Inhalation is an important route of cadmium (Cd) exposure, and the lung is considered to be one of the main target organs of Cd toxicity. Pulmonary inflammation seems to be involved in development of many lung diseases. In the present study we show that Cd(2+) at fairly low concentrations affects gene expression of several different cytokines/chemokines in human M1 fibroblasts. The chemokines CXCL2, CXCL3, IL-8/CXCL8 and CCL26, the pro-inflammatory cytokine IL-6 and the receptor IL-1RL1 were expressed at high levels after exposure to 7 microM Cd(2+) for 7h. The expression of some important cytokines was further studied in two different primary cell cultures from rat lungs.
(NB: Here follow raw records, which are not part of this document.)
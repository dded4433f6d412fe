//! Configuration loader — merges env vars, .env file, and config.toml.

use common::config::BotConfig;
use common::Error;
use std::path::Path;

fn parse_probability(raw: &str, env_name: &str) -> Result<f64, Error> {
    let parsed = raw
        .trim()
        .parse::<f64>()
        .map_err(|_| Error::Config(format!("{env_name} must be a number in [0,1]")))?;
    if !(0.0..=1.0).contains(&parsed) {
        return Err(Error::Config(format!("{env_name} must be a number in [0,1]")));
    }
    Ok(parsed)
}

fn parse_positive_u64(raw: &str, env_name: &str) -> Result<u64, Error> {
    let parsed = raw
        .trim()
        .parse::<u64>()
        .map_err(|_| Error::Config(format!("{env_name} must be an integer > 0")))?;
    if parsed == 0 {
        return Err(Error::Config(format!("{env_name} must be an integer > 0")));
    }
    Ok(parsed)
}

fn validate_config(config: &BotConfig) -> Result<(), Error> {
    let mut issues: Vec<String> = Vec::new();

    if config.news_api_key.trim().is_empty() {
        issues.push("NEWS_API_KEY is required (set in .env or environment)".into());
    }

    if config.kalshi.base_url.trim().is_empty() {
        issues.push("kalshi.base_url must not be empty".into());
    }
    if config.kalshi.market_limit == 0 {
        issues.push("kalshi.market_limit must be > 0".into());
    }
    if config.kalshi.timeout_secs == 0 {
        issues.push("kalshi.timeout_secs must be > 0".into());
    }

    if config.news.base_url.trim().is_empty() {
        issues.push("news.base_url must not be empty".into());
    }
    if config.news.page_size == 0 {
        issues.push("news.page_size must be > 0".into());
    }
    if config.news.max_query_chars == 0 {
        issues.push("news.max_query_chars must be > 0".into());
    }
    if config.news.timeout_secs == 0 {
        issues.push("news.timeout_secs must be > 0".into());
    }

    let strat = &config.strategy;
    if !(0.0..=1.0).contains(&strat.edge_threshold) {
        issues.push("strategy.edge_threshold must be in [0,1]".into());
    }
    if !(0.0..=1.0).contains(&strat.strong_edge) {
        issues.push("strategy.strong_edge must be in [0,1]".into());
    }
    if strat.max_markets == 0 {
        issues.push("strategy.max_markets must be > 0".into());
    }
    if strat.max_suggestions == 0 {
        issues.push("strategy.max_suggestions must be > 0".into());
    }
    if strat.max_query_chars < strat.min_query_chars {
        issues.push("strategy.max_query_chars must be >= strategy.min_query_chars".into());
    }
    if !(0.0..1.0).contains(&strat.min_price) || !(0.0..=1.0).contains(&strat.max_price) {
        issues.push("strategy.min_price and strategy.max_price must be in [0,1]".into());
    }
    if strat.min_price >= strat.max_price {
        issues.push("strategy.min_price must be < strategy.max_price".into());
    }

    if config.cache.markets_ttl_secs == 0 {
        issues.push("cache.markets_ttl_secs must be > 0".into());
    }
    if config.cache.news_ttl_secs == 0 {
        issues.push("cache.news_ttl_secs must be > 0".into());
    }
    if config.timing.refresh_interval_secs == 0 {
        issues.push("timing.refresh_interval_secs must be > 0".into());
    }

    if issues.is_empty() {
        Ok(())
    } else {
        Err(Error::Config(format!(
            "Invalid config:\n - {}",
            issues.join("\n - ")
        )))
    }
}

/// Load bot configuration from environment and optional config file.
pub fn load_config() -> Result<BotConfig, Error> {
    // 1. Load .env file from project root or parent directories.
    if let Err(e) = dotenvy::dotenv() {
        tracing::debug!("No .env file loaded: {}", e);
    }

    // 2. Start with defaults.
    let mut config = BotConfig::default();

    // 3. Try loading config.toml if it exists.
    let config_path = Path::new("config.toml");
    if config_path.exists() {
        let contents = std::fs::read_to_string(config_path)
            .map_err(|e| Error::Config(format!("Failed to read config.toml: {}", e)))?;
        config = toml::from_str(&contents)
            .map_err(|e| Error::Config(format!("Failed to parse config.toml: {}", e)))?;
    }

    // 4. Override with environment variables (highest priority).
    if let Ok(key) = std::env::var("NEWS_API_KEY") {
        config.news_api_key = key.trim().to_string();
    }
    if let Ok(url) = std::env::var("KALSHI_API_BASE_URL") {
        if url.trim().is_empty() {
            tracing::warn!("Ignoring empty KALSHI_API_BASE_URL override");
        } else {
            tracing::info!("Using KALSHI_API_BASE_URL override: {}", url.trim());
            config.kalshi.base_url = url.trim().to_string();
        }
    }
    if let Ok(url) = std::env::var("NEWS_API_BASE_URL") {
        if !url.trim().is_empty() {
            config.news.base_url = url.trim().to_string();
        }
    }
    if let Ok(raw) = std::env::var("EDGE_THRESHOLD") {
        config.strategy.edge_threshold = parse_probability(&raw, "EDGE_THRESHOLD")?;
    }
    if let Ok(raw) = std::env::var("EDGE_MAX_MARKETS") {
        config.strategy.max_markets = parse_positive_u64(&raw, "EDGE_MAX_MARKETS")? as usize;
    }
    if let Ok(raw) = std::env::var("REFRESH_INTERVAL_SECS") {
        config.timing.refresh_interval_secs = parse_positive_u64(&raw, "REFRESH_INTERVAL_SECS")?;
    }

    // 5. Validate.
    validate_config(&config)?;

    Ok(config)
}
Cd(2+) induced cytokine responses at low concentrations (3-6 microM) and early time-points both in type 2 epithelial cell-enriched cultures and alveolar macrophages. However, the two primary lung cells displayed different patterns of cytokine release. Cd(2+) induced an increased release of IL-6 and MIP-2/CXCL2 from the epithelial cells and MIP-2, IL-1beta and TNF-alpha from alveolar macrophages. In conclusion, the marked up-regulation of different cytokines in these cell types, that are important in development of lung injury and disease, suggests that inflammation may contribute in Cd-induced lung damage.